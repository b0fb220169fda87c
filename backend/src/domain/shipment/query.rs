//! Listing query construction.
//!
//! [`ShipmentSelection::build`] turns raw listing parameters into an
//! owner-scoped [`ShipmentFilter`] and a total [`ShipmentSort`]. Nothing
//! here fails: unknown sort fields fall back to newest-first and absent
//! filters are omitted. Persistence adapters translate the selection into
//! their own query language; [`ShipmentFilter::matches`] and
//! [`ShipmentSort::compare`] give the reference semantics.

use std::cmp::Ordering;
use std::str::FromStr;

use super::entity::Shipment;
use super::fields::{ShipmentStatus, ShipmentValidationError};
use crate::domain::UserId;

/// Status filter value meaning "every status".
pub const ALL_STATUSES: &str = "ALL";

/// Requested status restriction.
#[derive(Debug, Clone, Copy, Default, PartialEq, Eq)]
pub enum StatusFilter {
    /// No restriction.
    #[default]
    All,
    /// Only shipments in exactly this status.
    Only(ShipmentStatus),
}

impl FromStr for StatusFilter {
    type Err = ShipmentValidationError;

    /// Parse `"ALL"` or one of the status values.
    fn from_str(s: &str) -> Result<Self, Self::Err> {
        if s == ALL_STATUSES {
            return Ok(Self::All);
        }
        s.parse().map(Self::Only)
    }
}

/// Columns a listing may be ordered by.
#[derive(Debug, Clone, Copy, Default, PartialEq, Eq)]
pub enum ShipmentSortField {
    /// `tracking_number`
    TrackingNumber,
    /// `destination_address`
    DestinationAddress,
    /// `status`
    Status,
    /// `ship_date`
    ShipDate,
    /// `estimated_delivery_date`
    EstimatedDeliveryDate,
    /// Creation timestamp.
    #[default]
    CreatedAt,
}

impl ShipmentSortField {
    /// Resolve a client-supplied field name.
    ///
    /// Both the snake_case storage names and the camelCase JSON names are
    /// accepted. Returns `None` for anything else.
    pub fn from_name(name: &str) -> Option<Self> {
        match name {
            "tracking_number" | "trackingNumber" => Some(Self::TrackingNumber),
            "destination_address" | "destinationAddress" => Some(Self::DestinationAddress),
            "status" => Some(Self::Status),
            "ship_date" | "shipDate" => Some(Self::ShipDate),
            "estimated_delivery_date" | "estimatedDeliveryDate" => {
                Some(Self::EstimatedDeliveryDate)
            }
            "createdAt" | "created_at" => Some(Self::CreatedAt),
            _ => None,
        }
    }
}

/// Sort direction.
#[derive(Debug, Clone, Copy, Default, PartialEq, Eq)]
pub enum SortDirection {
    /// Smallest first.
    Asc,
    /// Largest first.
    #[default]
    Desc,
}

impl SortDirection {
    /// `"asc"` in any case is ascending; anything else, including absence,
    /// is descending.
    pub fn from_name(name: Option<&str>) -> Self {
        match name {
            Some(value) if value.trim().eq_ignore_ascii_case("asc") => Self::Asc,
            _ => Self::Desc,
        }
    }
}

/// Raw listing parameters as supplied by a client.
#[derive(Debug, Clone, Default, PartialEq, Eq)]
pub struct ListShipmentsParams {
    /// Substring to look for in tracking numbers and destination addresses.
    pub search: Option<String>,
    /// Status restriction.
    pub status: StatusFilter,
    /// Requested sort field name.
    pub sort_by: Option<String>,
    /// Requested sort direction name.
    pub sort_order: Option<String>,
}

/// Owner-scoped filter: owner AND (search-or-clause)? AND (status)?
#[derive(Debug, Clone, PartialEq, Eq)]
pub struct ShipmentFilter {
    /// Owner every matching shipment must belong to.
    pub owner: UserId,
    /// Trimmed, non-empty search text.
    pub search: Option<String>,
    /// Exact status to match.
    pub status: Option<ShipmentStatus>,
}

impl ShipmentFilter {
    /// Filter matching every shipment of `owner`.
    pub fn for_owner(owner: UserId) -> Self {
        Self {
            owner,
            search: None,
            status: None,
        }
    }

    /// Whether `shipment` satisfies the filter.
    ///
    /// Search is a case-insensitive substring match on the tracking number
    /// or the destination address; the text is taken literally.
    pub fn matches(&self, shipment: &Shipment) -> bool {
        if shipment.owner() != &self.owner {
            return false;
        }
        if self.status.is_some_and(|status| shipment.status() != status) {
            return false;
        }
        match &self.search {
            None => true,
            Some(needle) => {
                let needle = needle.to_lowercase();
                contains_folded(shipment.tracking_number().as_ref(), &needle)
                    || contains_folded(shipment.destination_address().as_ref(), &needle)
            }
        }
    }
}

fn contains_folded(haystack: &str, lowered_needle: &str) -> bool {
    haystack.to_lowercase().contains(lowered_needle)
}

/// Sort key and direction. Ties are broken by ascending shipment id so
/// that every ordering is total.
#[derive(Debug, Clone, Copy, Default, PartialEq, Eq)]
pub struct ShipmentSort {
    /// Primary sort key.
    pub field: ShipmentSortField,
    /// Direction of the primary key.
    pub direction: SortDirection,
}

impl ShipmentSort {
    /// Order two shipments under this sort.
    pub fn compare(&self, a: &Shipment, b: &Shipment) -> Ordering {
        let primary = match self.field {
            ShipmentSortField::TrackingNumber => a
                .tracking_number()
                .as_ref()
                .cmp(b.tracking_number().as_ref()),
            ShipmentSortField::DestinationAddress => a
                .destination_address()
                .as_ref()
                .cmp(b.destination_address().as_ref()),
            ShipmentSortField::Status => a.status().as_str().cmp(b.status().as_str()),
            ShipmentSortField::ShipDate => a.ship_date().cmp(&b.ship_date()),
            ShipmentSortField::EstimatedDeliveryDate => a
                .estimated_delivery_date()
                .cmp(&b.estimated_delivery_date()),
            ShipmentSortField::CreatedAt => a.created_at().cmp(&b.created_at()),
        };
        let directed = match self.direction {
            SortDirection::Asc => primary,
            SortDirection::Desc => primary.reverse(),
        };
        directed.then_with(|| a.id().cmp(&b.id()))
    }
}

/// A complete listing query minus the page window.
#[derive(Debug, Clone, PartialEq, Eq)]
pub struct ShipmentSelection {
    /// Which shipments match.
    pub filter: ShipmentFilter,
    /// How they are ordered.
    pub sort: ShipmentSort,
}

impl ShipmentSelection {
    /// Build the selection for `owner` from raw parameters.
    ///
    /// # Examples
    /// ```
    /// use shipment_backend::domain::{
    ///     ListShipmentsParams, ShipmentSelection, ShipmentSortField, SortDirection, UserId,
    /// };
    ///
    /// let params = ListShipmentsParams {
    ///     sort_by: Some("not_a_column".into()),
    ///     sort_order: Some("asc".into()),
    ///     ..ListShipmentsParams::default()
    /// };
    /// let selection = ShipmentSelection::build(UserId::random(), &params);
    /// assert_eq!(selection.sort.field, ShipmentSortField::CreatedAt);
    /// assert_eq!(selection.sort.direction, SortDirection::Desc);
    /// ```
    pub fn build(owner: UserId, params: &ListShipmentsParams) -> Self {
        let search = params
            .search
            .as_deref()
            .map(str::trim)
            .filter(|text| !text.is_empty())
            .map(str::to_owned);
        let status = match params.status {
            StatusFilter::All => None,
            StatusFilter::Only(status) => Some(status),
        };
        let sort = params
            .sort_by
            .as_deref()
            .and_then(ShipmentSortField::from_name)
            .map_or_else(ShipmentSort::default, |field| ShipmentSort {
                field,
                direction: SortDirection::from_name(params.sort_order.as_deref()),
            });

        Self {
            filter: ShipmentFilter {
                owner,
                search,
                status,
            },
            sort,
        }
    }

    /// Apply the selection to an in-memory collection, returning matching
    /// shipments in order.
    pub fn apply<'a>(&self, shipments: impl IntoIterator<Item = &'a Shipment>) -> Vec<&'a Shipment> {
        let mut matching: Vec<&Shipment> = shipments
            .into_iter()
            .filter(|shipment| self.filter.matches(shipment))
            .collect();
        matching.sort_by(|a, b| self.sort.compare(a, b));
        matching
    }
}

**EXERCISE PROMPT**
All of the data above needs to be given again exactly.

**WRITTEN SOLUTION**
repository b0fb220169fda87c
filename backend/src/domain/shipment/query.rs
//! Listing query construction.
//!
//! [`ShipmentSelection::build`] turns raw listing parameters into an
//! owner-scoped [`ShipmentFilter`] and a total [`ShipmentSort`]. Nothing
//! here fails: unknown sort fields fall back to newest-first and absent
//! filters are omitted. Persistence adapters translate the selection into
//! their own query language; [`ShipmentFilter::matches`] and
//! [`ShipmentSort::compare`] give the reference semantics.

use std::cmp::Ordering;
use std::str::FromStr;

use super::entity::Shipment;
use super::fields::{ShipmentStatus, ShipmentValidationError};
use crate::domain::UserId;

/// Status filter value meaning "every status".
pub const ALL_STATUSES: &str = "ALL";

/// Requested status restriction.
#[derive(Debug, Clone, Copy, Default, PartialEq, Eq)]
pub enum StatusFilter {
    /// No restriction.
    #[default]
    All,
    /// Only shipments in exactly this status.
    Only(ShipmentStatus),
}

impl FromStr for StatusFilter {
    type Err = ShipmentValidationError;

    /// Parse `"ALL"` or one of the status values.
    fn from_str(s: &str) -> Result<Self, Self::Err> {
        if s == ALL_STATUSES {
            return Ok(Self::All);
        }
        s.parse().map(Self::Only)
    }
}

/// Columns a listing may be ordered by.
#[derive(Debug, Clone, Copy, Default, PartialEq, Eq)]
pub enum ShipmentSortField {
    /// `tracking_number`
    TrackingNumber,
    /// `destination_address`
    DestinationAddress,
    /// `status`
    Status,
    /// `ship_date`
    ShipDate,
    /// `estimated_delivery_date`
    EstimatedDeliveryDate,
    /// Creation timestamp.
    #[default]
    CreatedAt,
}

impl ShipmentSortField {
    /// Resolve a client-supplied field name.
    ///
    /// Both the snake_case storage names and the camelCase JSON names are
    /// accepted. Returns `None` for anything else.
    pub fn from_name(name: &str) -> Option<Self> {
        match name {
            "tracking_number" | "trackingNumber" => Some(Self::TrackingNumber),
            "destination_address" | "destinationAddress" => Some(Self::DestinationAddress),
            "status" => Some(Self::Status),
            "ship_date" | "shipDate" => Some(Self::ShipDate),
            "estimated_delivery_date" | "estimatedDeliveryDate" => {
                Some(Self::EstimatedDeliveryDate)
            }
            "createdAt" | "created_at" => Some(Self::CreatedAt),
            _ => None,
        }
    }
}

/// Sort direction.
#[derive(Debug, Clone, Copy, Default, PartialEq, Eq)]
pub enum SortDirection {
    /// Smallest first.
    Asc,
    /// Largest first.
    #[default]
    Desc,
}

impl SortDirection {
    /// `"asc"` in any case is ascending; anything else, including absence,
    /// is descending.
    pub fn from_name(name: Option<&str>) -> Self {
        match name {
            Some(value) if value.trim().eq_ignore_ascii_case("asc") => Self::Asc,
            _ => Self::Desc,
        }
    }
}

/// Raw listing parameters as supplied by a client.
#[derive(Debug, Clone, Default, PartialEq, Eq)]
pub struct ListShipmentsParams {
    /// Substring to look for in tracking numbers and destination addresses.
    pub search: Option<String>,
    /// Status restriction.
    pub status: StatusFilter,
    /// Requested sort field name.
    pub sort_by: Option<String>,
    /// Requested sort direction name.
    pub sort_order: Option<String>,
}

/// Owner-scoped filter: owner AND (search-or-clause)? AND (status)?
#[derive(Debug, Clone, PartialEq, Eq)]
pub struct ShipmentFilter {
    /// Owner every matching shipment must belong to.
    pub owner: UserId,
    /// Trimmed, non-empty search text.
    pub search: Option<String>,
    /// Exact status to match.
    pub status: Option<ShipmentStatus>,
}

impl ShipmentFilter {
    /// Filter matching every shipment of `owner`.
    pub fn for_owner(owner: UserId) -> Self {
        Self {
            owner,
            search: None,
            status: None,
        }
    }

    /// Whether `shipment` satisfies the filter.
    ///
    /// Search is a case-insensitive substring match on the tracking number
    /// or the destination address; the text is taken literally.
    pub fn matches(&self, shipment: &Shipment) -> bool {
        if shipment.owner() != &self.owner {
            return false;
        }
        if self.status.is_some_and(|status| shipment.status() != status) {
            return false;
        }
        match &self.search {
            None => true,
            Some(needle) => {
                let needle = needle.to_lowercase();
                contains_folded(shipment.tracking_number().as_ref(), &needle)
                    || contains_folded(shipment.destination_address().as_ref(), &needle)
            }
        }
    }
}

fn contains_folded(haystack: &str, lowered_needle: &str) -> bool {
    haystack.to_lowercase().contains(lowered_needle)
}

/// Sort key and direction. Ties are broken by ascending shipment id so
/// that every ordering is total.
#[derive(Debug, Clone, Copy, Default, PartialEq, Eq)]
pub struct ShipmentSort {
    /// Primary sort key.
    pub field: ShipmentSortField,
    /// Direction of the primary key.
    pub direction: SortDirection,
}

impl ShipmentSort {
    /// Order two shipments under this sort.
    pub fn compare(&self, a: &Shipment, b: &Shipment) -> Ordering {
        let primary = match self.field {
            ShipmentSortField::TrackingNumber => a
                .tracking_number()
                .as_ref()
                .cmp(b.tracking_number().as_ref()),
            ShipmentSortField::DestinationAddress => a
                .destination_address()
                .as_ref()
                .cmp(b.destination_address().as_ref()),
            ShipmentSortField::Status => a.status().as_str().cmp(b.status().as_str()),
            ShipmentSortField::ShipDate => a.ship_date().cmp(&b.ship_date()),
            ShipmentSortField::EstimatedDeliveryDate => a
                .estimated_delivery_date()
                .cmp(&b.estimated_delivery_date()),
            ShipmentSortField::CreatedAt => a.created_at().cmp(&b.created_at()),
        };
        let directed = match self.direction {
            SortDirection::Asc => primary,
            SortDirection::Desc => primary.reverse(),
        };
        directed.then_with(|| a.id().cmp(&b.id()))
    }
}

/// A complete listing query minus the page window.
#[derive(Debug, Clone, PartialEq, Eq)]
pub struct ShipmentSelection {
    /// Which shipments match.
    pub filter: ShipmentFilter,
    /// How they are ordered.
    pub sort: ShipmentSort,
}

impl ShipmentSelection {
    /// Build the selection for `owner` from raw parameters.
    ///
    /// # Examples
    /// ```
    /// use shipment_backend::domain::{
    ///     ListShipmentsParams, ShipmentSelection, ShipmentSortField, SortDirection, UserId,
    /// };
    ///
    /// let params = ListShipmentsParams {
    ///     sort_by: Some("not_a_column".into()),
    ///     sort_order: Some("asc".into()),
    ///     ..ListShipmentsParams::default()
    /// };
    /// let selection = ShipmentSelection::build(UserId::random(), &params);
    /// assert_eq!(selection.sort.field, ShipmentSortField::CreatedAt);
    /// assert_eq!(selection.sort.direction, SortDirection::Desc);
    /// ```
    pub fn build(owner: UserId, params: &ListShipmentsParams) -> Self {
        let search = params
            .search
            .as_deref()
            .map(str::trim)
            .filter(|text| !text.is_empty())
            .map(str::to_owned);
        let status = match params.status {
            StatusFilter::All => None,
            StatusFilter::Only(status) => Some(status),
        };
        let sort = params
            .sort_by
            .as_deref()
            .and_then(ShipmentSortField::from_name)
            .map_or_else(ShipmentSort::default, |field| ShipmentSort {
                field,
                direction: SortDirection::from_name(params.sort_order.as_deref()),
            });

        Self {
            filter: ShipmentFilter {
                owner,
                search,
                status,
            },
            sort,
        }
    }

    /// Apply the selection to an in-memory collection, returning matching
    /// shipments in order.
    pub fn apply<'a>(&self, shipments: impl IntoIterator<Item = &'a Shipment>) -> Vec<&'a Shipment> {
        let mut matching: Vec<&Shipment> = shipments
            .into_iter()
            .filter(|shipment| self.filter.matches(shipment))
            .collect();
        matching.sort_by(|a, b| self.sort.compare(a, b));
        matching
    }
}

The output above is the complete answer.